After duplicates tossed, Miller’s lead over Anthony now 15

County Election Department staff work on the recount in the Commission District C race between ...

Fifteen votes separated Democrat Ross Miller and Republican Stavros Anthony — not 10 nor 30 — after a weekend review of the completed recount in the tightly contested race for Clark County Commission.

Miller’s 10-vote victory over Anthony in the initial tally of general election votes increased to 30 after a five-day recount wrapped up last week. However, the county also revealed Friday that it was investigating how there were 74 more votes tallied in the recount than in the initial count.

On Monday, county Registrar of Voters Joe Gloria told lawyers for both campaigns in an email that the issue had been determined to be duplicate batches of ballots that were read into the system, according to a copy of the email obtained by the Review-Journal.

After those batches were removed, Miller led Anthony by 15 votes — a total which Gloria said he would be presenting on Tuesday to the county commission.

Between the recount, with duplicates removed, and the original count in November, there were seven more votes tallied. They went to Miller by a 6-1 split.

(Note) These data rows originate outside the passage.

fn spawn_lights(ctx: &mut BuildCtx<'_>) {
    let chandelier = ctx.spawn_light(
        Placement::at(0.0, RH - 1.28, 2.8),
        LightRig {
            kind: LightKind::Point,
            color: Rgb8::new(0xff, 0xaa, 0x44),
            intensity: 78.0,
            range: 34.0,
            shadows: true,
        },
    );
    let _ = ctx.world.insert_one(
        chandelier,
        Flicker { base: 72.0, amp: 14.0, freq: 3.9, slow_amp: 0.0, slow_freq: 0.0, jitter: 10.0 },
    );

    ctx.spawn_aimed_light(
        Placement::at(2.0, RH, Z_NEAR + 4.0),
        LightRig {
            kind: LightKind::Directional,
            color: Rgb8::new(0x15, 0x22, 0x98),
            intensity: 2.8,
            range: 0.0,
            shadows: false,
        },
        Vec3::new(0.0, RH * 0.5, 0.0),
    );

    ctx.spawn_light(
        Placement::at(LEFT_X + 2.5, SHELF_Y + 1.6, SHELF_Z),
        LightRig {
            kind: LightKind::Point,
            color: Rgb8::new(0xff, 0xcc, 0x88),
            intensity: 32.0,
            range: 7.0,
            shadows: false,
        },
    );

    let portrait_spot = ctx.spawn_aimed_light(
        Placement::at(LEFT_X + 2.2, SHELF_TOP_Y + PORTRAIT_H * 0.5 + 2.2, SHELF_Z + 0.9),
        LightRig {
            kind: LightKind::Spot { angle: PI / 6.0, penumbra: 0.4 },
            color: Rgb8::new(0xff, 0xee, 0x99),
            intensity: 115.0,
            range: 10.0,
            shadows: true,
        },
        Vec3::new(LEFT_X + 0.14, SHELF_TOP_Y + PORTRAIT_H * 0.5, SHELF_Z),
    );
    let _ = ctx.world.insert_one(portrait_spot, Flicker::steady(103.0, 13.0, 0.88));

    let candle = ctx.spawn_light(
        Placement::at(SHELF_MID_X + 0.3, SHELF_TOP_Y + 0.5, SHELF_Z + SHELF_W * 0.5 - 0.3),
        LightRig {
            kind: LightKind::Point,
            color: Rgb8::new(0xff, 0x66, 0x00),
            intensity: 26.0,
            range: 5.0,
            shadows: false,
        },
    );
    let _ = ctx.world.insert_one(
        candle,
        Flicker { base: 23.0, amp: 5.0, freq: 21.0, slow_amp: 0.0, slow_freq: 0.0, jitter: 10.0 },
    );

    let sign = ctx.spawn_light(
        Placement::at(HANG_X, HANG_Y + 1.2, HANG_Z),
        LightRig {
            kind: LightKind::Point,
            color: Rgb8::new(0x66, 0x00, 0x00),
            intensity: 24.0,
            range: 10.0,
            shadows: false,
        },
    );
    let _ = ctx.world.insert_one(sign, Flicker::steady(21.0, 9.0, 1.6));

    ctx.spawn_light(
        Placement::at(RIGHT_X - STAIR_W + 1.2, 2.6, -1.0),
        LightRig {
            kind: LightKind::Point,
            color: Rgb8::new(0xff, 0x77, 0x33),
            intensity: 18.0,
            range: 12.0,
            shadows: false,
        },
    );
    ctx.spawn_light(
        Placement::at(0.0, 1.8, Z_FAR + 5.0),
        LightRig {
            kind: LightKind::Point,
            color: Rgb8::new(0x44, 0x00, 0x04),
            intensity: 42.0,
            range: 22.0,
            shadows: false,
        },
    );
    let green = ctx.spawn_light(
        Placement::at(LEFT_X + 1.8, 2.0, -2.5),
        LightRig {
            kind: LightKind::Point,
            color: Rgb8::new(0x00, 0x33, 0x08),
            intensity: 22.0,
            range: 9.0,
            shadows: false,
        },
    );
    let _ = ctx.world.insert_one(green, Flicker::steady(18.0, 11.0, 2.6));
}
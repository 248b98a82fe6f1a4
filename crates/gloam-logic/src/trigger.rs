//! Named trigger volumes with edge-triggered enter/exit.
//!
//! Proximity navigation ("walk through the open door") must fire once per
//! entry, not every frame spent lingering inside the radius. Each volume
//! keeps an inside latch; disarming a volume (door closed, overlay up)
//! clears the latch so re-arming requires a fresh entry edge.

use serde::{Deserialize, Serialize};

/// What a sample observed at the volume boundary.
#[derive(Debug, Clone, Copy, PartialEq, Eq)]
pub enum TriggerEdge {
    None,
    Entered,
    Exited,
}

/// Boolean edge detector shared by volumes and the stair summit.
#[derive(Debug, Clone, Copy, Default, PartialEq, Eq, Serialize, Deserialize)]
pub struct EdgeLatch {
    inside: bool,
}

impl EdgeLatch {
    pub fn sample(&mut self, hit: bool) -> TriggerEdge {
        match (self.inside, hit) {
            (false, true) => {
                self.inside = true;
                TriggerEdge::Entered
            }
            (true, false) => {
                self.inside = false;
                TriggerEdge::Exited
            }
            _ => TriggerEdge::None,
        }
    }

    pub fn reset(&mut self) {
        self.inside = false;
    }

    pub fn inside(&self) -> bool {
        self.inside
    }
}

/// Circular floor-plane trigger around a point of interest.
#[derive(Debug, Clone, Copy, PartialEq, Serialize, Deserialize)]
pub struct TriggerVolume {
    pub center_x: f32,
    pub center_z: f32,
    pub radius: f32,
    armed: bool,
    latch: EdgeLatch,
}

impl TriggerVolume {
    pub fn new(center_x: f32, center_z: f32, radius: f32) -> Self {
        Self { center_x, center_z, radius, armed: true, latch: EdgeLatch::default() }
    }

    /// Disarmed volumes never report edges; the latch clears so that the
    /// next arming needs a genuine entry.
    pub fn set_armed(&mut self, armed: bool) {
        if self.armed && !armed {
            self.latch.reset();
        }
        self.armed = armed;
    }

    pub fn armed(&self) -> bool {
        self.armed
    }

    /// Sample against a walk position; at most one Entered per entry.
    pub fn sample(&mut self, x: f32, z: f32) -> TriggerEdge {
        if !self.armed {
            return TriggerEdge::None;
        }
        let dx = x - self.center_x;
        let dz = z - self.center_z;
        let hit = dx * dx + dz * dz < self.radius * self.radius;
        self.latch.sample(hit)
    }
}

#[cfg(test)]
mod tests {
    use super::*;

    #[test]
    fn test_enter_fires_once_while_lingering() {
        let mut vol = TriggerVolume::new(0.0, 0.0, 1.5);
        assert_eq!(vol.sample(3.0, 0.0), TriggerEdge::None);
        assert_eq!(vol.sample(1.0, 0.0), TriggerEdge::Entered);
        for _ in 0..100 {
            assert_eq!(vol.sample(1.0, 0.1), TriggerEdge::None);
        }
    }

    #[test]
    fn test_exit_then_reenter_fires_again() {
        let mut vol = TriggerVolume::new(0.0, 0.0, 1.5);
        assert_eq!(vol.sample(0.0, 0.0), TriggerEdge::Entered);
        assert_eq!(vol.sample(5.0, 0.0), TriggerEdge::Exited);
        assert_eq!(vol.sample(0.5, 0.5), TriggerEdge::Entered);
    }

    #[test]
    fn test_disarmed_volume_is_silent() {
        let mut vol = TriggerVolume::new(0.0, 0.0, 1.5);
        vol.set_armed(false);
        assert_eq!(vol.sample(0.0, 0.0), TriggerEdge::None);
        assert_eq!(vol.sample(0.0, 0.0), TriggerEdge::None);
    }

    #[test]
    fn test_disarm_clears_latch_for_fresh_entry() {
        let mut vol = TriggerVolume::new(0.0, 0.0, 1.5);
        assert_eq!(vol.sample(0.0, 0.0), TriggerEdge::Entered);
        // Close the door while standing in the threshold, then reopen.
        vol.set_armed(false);
        vol.set_armed(true);
        assert_eq!(vol.sample(0.0, 0.0), TriggerEdge::Entered);
    }

    #[test]
    fn test_boundary_is_exclusive() {
        let mut vol = TriggerVolume::new(0.0, 0.0, 1.5);
        assert_eq!(vol.sample(1.5, 0.0), TriggerEdge::None);
        assert_eq!(vol.sample(1.499, 0.0), TriggerEdge::Entered);
    }
}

Anthony’s campaign manager Lisa Mayo-DeRiso said Monday that the shifting lead, accompanied by 139 voting discrepancies that prompted Anthony to pay nearly $80,000 for a recount, were indicative of the need for a special election.

“Our campaign is of the position that this is an ever-changing number,” she said. “I don’t think that a reasonable person can say that you can declare who the winner is in this race.”

Miller’s campaign did not immediately respond to a request for comment Monday, but Miller on Friday had thanked election staff and volunteers who worked 18-hour days during a pandemic “to uphold my victory.”

Meanwhile, Anthony, a term-limited Las Vegas councilman, has expressed frustration since last month about the commission’s decision to ultimately not seek an election redo. On Friday, he tweeted that the District C election was a “disaster” and suggested that the all-Democrat commission had bowed to political pressure.

Mayo-DeRiso said Monday that the campaign is prepared to take its case all the way up to the Nevada Supreme Court if necessary.